I teach at the University of the Philippines and was also educated there. Unlike Justice Secretary Raul Gonzalez, and like most UP students and alumni, I know to whom I owe my education.
I won’t say who was President of the Philippines when I first came to UP ages ago. But I will say it wasn’t him or his government I felt grateful to, but my parents, as well as the Filipino people, whose taxes sustain UP. To Gonzalez and his fellow bureaucrats, however, it’s the government that’s giving UP students a “world class education.” Thus his recent demand that UP students should be thanking the Arroyo regime rather than “destabilizing” it.
We didn’t have a term for it then. But today most UP students proudly refer to themselves as “Iskolar ng Bayan” or “People’s Scholars” because that’s what they are, their education being subsidized, not by any government, but by the people.
As People’s Scholars, not all UP students go on to “serve the people”–another phrase with which all UP students are familiar–after they graduate.

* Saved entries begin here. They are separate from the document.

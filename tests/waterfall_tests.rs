use approx::assert_abs_diff_eq;
use plotdeck::api::render;
use plotdeck::config::{AxisConfig, ChartConfiguration, ChartType, SeriesConfig};
use plotdeck::core::DataRow;
use plotdeck::layout::{FamilyGeometry, WaterfallGeometry, WaterfallKind};

fn waterfall(rows: &[DataRow]) -> WaterfallGeometry {
    let config = ChartConfiguration::new(ChartType::Waterfall)
        .with_x_axis(AxisConfig::new("cat"))
        .with_series(SeriesConfig::new("delta"));
    match render(&config, rows).into_layout().expect("waterfall renders").geometry {
        FamilyGeometry::Waterfall(geometry) => geometry,
        other => panic!("unexpected geometry {other:?}"),
    }
}

#[test]
fn start_loss_gain_scenario() {
    let geometry = waterfall(&[
        DataRow::new().with("cat", "start").with("delta", 100.0),
        DataRow::new().with("cat", "loss").with("delta", -30.0),
        DataRow::new().with("cat", "gain").with("delta", 10.0),
    ]);
    let spans: Vec<(f64, f64)> = geometry.bars.iter().map(|bar| bar.span()).collect();
    assert_eq!(spans, vec![(0.0, 100.0), (70.0, 100.0), (70.0, 80.0)]);
    assert_abs_diff_eq!(geometry.final_total, 80.0);

    let kinds: Vec<WaterfallKind> = geometry.bars.iter().map(|bar| bar.kind).collect();
    assert_eq!(
        kinds,
        vec![WaterfallKind::Increase, WaterfallKind::Decrease, WaterfallKind::Total]
    );
}

#[test]
fn bars_chain_through_partial_sums() {
    let deltas = [12.5, -3.0, 0.0, 7.25, -20.0, 4.0];
    let rows: Vec<DataRow> = deltas
        .iter()
        .enumerate()
        .map(|(i, delta)| DataRow::new().with("cat", format!("c{i}")).with("delta", *delta))
        .collect();
    let geometry = waterfall(&rows);

    let mut partial = 0.0;
    for (bar, delta) in geometry.bars.iter().zip(deltas) {
        assert_abs_diff_eq!(bar.start, partial);
        partial += delta;
        assert_abs_diff_eq!(bar.end, partial);
    }
    assert_abs_diff_eq!(geometry.final_total, deltas.iter().sum::<f64>());
}

#[test]
fn bar_heights_follow_the_value_scale() {
    let geometry = waterfall(&[
        DataRow::new().with("cat", "a").with("delta", 50.0),
        DataRow::new().with("cat", "b").with("delta", "bad"),
        DataRow::new().with("cat", "c").with("delta", -25.0),
    ]);
    let scale = &geometry.value_scale;
    for bar in &geometry.bars {
        let (low, high) = bar.span();
        assert_abs_diff_eq!(bar.bounds.height, scale.map(low) - scale.map(high), epsilon = 1e-9);
    }
    assert_abs_diff_eq!(geometry.bars[1].delta, 0.0);
    assert_abs_diff_eq!(geometry.final_total, 25.0);
}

Some do go to UP so they can excel in the fields they’ve chosen, becoming filthy rich or obscenely powerful in the process. Many become pillars of the very political, economic and social order they once railed against. They become congressmen and senators, judges, Malacanang chiefs of staff, and even presidents of the Republic.
But many do take the injunction to serve seriously. They work in poor communities as rights advocates and teachers. They lawyer for the powerless. They join community newspapers. They are involved in grassroots and other advocacies.

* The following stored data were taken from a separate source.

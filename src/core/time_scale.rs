use chrono::{DateTime, Duration, Utc};
use serde::{Deserialize, Serialize};

use crate::core::LinearScale;
use crate::core::primitives::{datetime_to_unix_millis, unix_millis_to_datetime};
use crate::error::{ChartError, ChartResult};

const MILLIS_PER_DAY: f64 = 86_400_000.0;

/// Linear mapping from a UTC time interval onto a pixel range.
#[derive(Debug, Clone, Copy, PartialEq, Serialize, Deserialize)]
pub struct TimeScale {
    start: DateTime<Utc>,
    end: DateTime<Utc>,
    linear: LinearScale,
}

impl TimeScale {
    /// Creates a scale over `[start, end]`; an empty interval is widened to one day.
    pub fn new(
        start: DateTime<Utc>,
        end: DateTime<Utc>,
        range_start: f64,
        range_end: f64,
    ) -> ChartResult<Self> {
        if end < start {
            return Err(ChartError::InvalidData(
                "time scale end must not precede start".to_owned(),
            ));
        }
        let (start, end) = if end == start {
            match start.checked_add_signed(Duration::days(1)) {
                Some(end) => (start, end),
                None => (start - Duration::days(1), start),
            }
        } else {
            (start, end)
        };
        let linear = LinearScale::new(datetime_to_unix_millis(start), datetime_to_unix_millis(end))?
            .with_range(range_start, range_end)?;
        Ok(Self { start, end, linear })
    }

    #[must_use]
    pub fn domain(self) -> (DateTime<Utc>, DateTime<Utc>) {
        (self.start, self.end)
    }

    #[must_use]
    pub fn map(self, time: DateTime<Utc>) -> f64 {
        self.linear.map(datetime_to_unix_millis(time))
    }

    pub fn invert(self, pixel: f64) -> ChartResult<DateTime<Utc>> {
        let millis = self.linear.invert(pixel)?;
        unix_millis_to_datetime(millis)
            .ok_or_else(|| ChartError::InvalidData("pixel maps outside time range".to_owned()))
    }

    #[must_use]
    pub fn contains(self, time: DateTime<Utc>) -> bool {
        time >= self.start && time <= self.end
    }

    /// Day-aligned ticks, stepping 1, 2, 7, 14, 30, 90 or 365 days to stay near `count`.
    #[must_use]
    pub fn ticks(self, count: usize) -> Vec<DateTime<Utc>> {
        let span_days = (datetime_to_unix_millis(self.end) - datetime_to_unix_millis(self.start))
            / MILLIS_PER_DAY;
        let target = span_days / count.max(1) as f64;
        let step_days = [1_i64, 2, 7, 14, 30, 90, 365]
            .into_iter()
            .find(|step| *step as f64 >= target)
            .unwrap_or_else(|| 365 * (target / 365.0).ceil() as i64);
        let step = Duration::days(step_days);

        let Some(midnight) = self.start.date_naive().and_hms_opt(0, 0, 0) else {
            return Vec::new();
        };
        let mut cursor = midnight.and_utc();
        if cursor < self.start {
            let Some(next) = cursor.checked_add_signed(Duration::days(1)) else {
                return Vec::new();
            };
            cursor = next;
        }
        let mut out = Vec::new();
        while cursor <= self.end {
            out.push(cursor);
            match cursor.checked_add_signed(step) {
                Some(next) => cursor = next,
                None => break,
            }
        }
        out
    }
}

Some do end up in “rebel groups” as writers, organizers, political officers and guerilla fighters, even as others become officers and leading members of those organizations usually described as “militant” and whom the Arroyo regime calls “destabilizers.”

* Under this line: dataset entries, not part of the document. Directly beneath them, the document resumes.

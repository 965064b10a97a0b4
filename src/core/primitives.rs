use chrono::{DateTime, NaiveDate, TimeZone, Utc};
use rust_decimal::Decimal;
use rust_decimal::prelude::ToPrimitive;

use crate::error::{ChartError, ChartResult};

pub fn decimal_to_f64(value: Decimal, field_name: &str) -> ChartResult<f64> {
    value.to_f64().ok_or_else(|| {
        ChartError::InvalidData(format!("{field_name} cannot be represented as f64"))
    })
}

#[must_use]
pub fn datetime_to_unix_millis(time: DateTime<Utc>) -> f64 {
    time.timestamp_millis() as f64
}

#[must_use]
pub fn unix_millis_to_datetime(millis: f64) -> Option<DateTime<Utc>> {
    if !millis.is_finite() {
        return None;
    }
    Utc.timestamp_millis_opt(millis.round() as i64).single()
}

/// Parses RFC 3339 timestamps and plain `YYYY-MM-DD` dates (midnight UTC).
#[must_use]
pub fn parse_datetime_text(text: &str) -> Option<DateTime<Utc>> {
    let text = text.trim();
    if text.is_empty() {
        return None;
    }
    if let Ok(parsed) = DateTime::parse_from_rfc3339(text) {
        return Some(parsed.with_timezone(&Utc));
    }
    if let Ok(naive) = chrono::NaiveDateTime::parse_from_str(text, "%Y-%m-%dT%H:%M:%S") {
        return Some(naive.and_utc());
    }
    if let Ok(naive) = chrono::NaiveDateTime::parse_from_str(text, "%Y-%m-%d %H:%M:%S") {
        return Some(naive.and_utc());
    }
    NaiveDate::parse_from_str(text, "%Y-%m-%d")
        .ok()
        .and_then(|date| date.and_hms_opt(0, 0, 0))
        .map(|naive| naive.and_utc())
}

/// Compact human formatting for axis and tooltip numbers.
#[must_use]
pub fn format_number(value: f64) -> String {
    if !value.is_finite() {
        return String::new();
    }
    let abs = value.abs();
    if abs >= 1e9 {
        format!("{:.1}B", value / 1e9)
    } else if abs >= 1e6 {
        format!("{:.1}M", value / 1e6)
    } else if abs >= 1e4 {
        format!("{:.1}K", value / 1e3)
    } else if (value - value.round()).abs() < 1e-9 {
        format!("{}", value.round() as i64)
    } else if abs >= 1.0 {
        trim_trailing_zeros(format!("{value:.2}"))
    } else {
        trim_trailing_zeros(format!("{value:.4}"))
    }
}

fn trim_trailing_zeros(text: String) -> String {
    if !text.contains('.') {
        return text;
    }
    text.trim_end_matches('0').trim_end_matches('.').to_owned()
}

It won’t do to describe UP as either a bastion of the status quo or as a nest of “destabilizers.” It resists either description because it has produced people like Ferdinand Marcos, parasol-wielding justices of the Supreme Court, most of the congressmen allies of Mrs. Arroyo, Jurassic senators like Juan Ponce Enrile, etc. etc. It has also produced leftists and revolutionaries like Jose Ma. Sison and the Lava brothers as well as those men and women who gave their lives resisting the Marcos dictatorship, and who continue to risk death and torture during the current reign of assassins.
But there is one generalization that can be made about UP, and it is that it indeed has a culture, or a way of looking at and doing things that’s unique to it. That culture helps account for its capacity to provide the kind of education that has made it the leading university in this country and among the best in Asia. That culture is the culture of independence, daring, and free inquiry. To the unknowing, the expressions of that culture in feudal Philippines are often interpreted as bad behavior.
When I first came to UP fresh out of high school decades ago, and entered its classrooms, met its professors, and began to explore its libraries, it was like being beamed into another universe.
My first history classes shattered the myths of Spanish-era progress and United States colonial benevolence the high school textbooks had zealously propagated. I was amazed at the freedom with which the student newspaper—the only student newspaper in the country today without a faculty adviser–criticized the UP as well as national administrations.
There was no list of prohibited books in the library. The books and anything else printed or recorded (at that time on tape and vinyl records) were in fact there in abundance for anyone to access. (UP librarians were and are still known for their acute historical instincts. For future needs, they collect every statement, manifesto, student newspaper no matter how occasional, as well as books, tapes, CDs and periodicals they can lay their hands on.)
Most of all was I pleasantly surprised in the classroom, where most professors expected not only questions but even contrary opinions. Classroom discussions often spilled out into the corridors and cafeterias, where professors and students would congregate after classes to continue debating this or that point in philosophy, literature, politics or history. No one interfered, and everyone was free to express even the most outlandish views in any forum including the student newspapers.
The same culture persists to this day. That culture explains why, unlike the administrators of other schools, UP officials hardly blink when students confront, question and criticize them in public forums. That culture also explains why events like the Oblation Run–in which members of the UP Chapter of the Alpha Phi Omega fraternity run naked at Quezon Hall (the main administration building in Diliman) with only their faces covered–happen without anyone being unduly shocked.
In addition to declaring UP a nest of destabilizers, however, Raul Gonzalez also sees the Oblation Run as no more than an exhibitionist indulgence rather than as an expression of the freedom that makes a university great despite its flaws. Gonzalez would have everyone behave properly, and he claimed that he for one is “well behaved” because he’s a graduate of the University of Santo Tomas.
I suppose that by “well-behaved” rather than “destabilizing,” he means being submissive–to injustice, to so-called authority, to mass misery, to brutality and stupidity, and all the other ills Filipino flesh is heir to, thanks to bad government.
I don’t know how UST alumni like National Artist Bienvenido Lumbera and 2006 Ramon Magsaysay Journalism Awardee Eugenia Apostol would react to the idea that attending UST makes one as “well behaved” as Gonzalez. Lumbera has been “destabilizing” governments through his writing and political engagement even before the martial law period, and Apostol has been doing the same thing through her newspapers since Marcos assumed absolute power in 1972. Is Gonzalez giving UP too much credit and his own alma mater too little?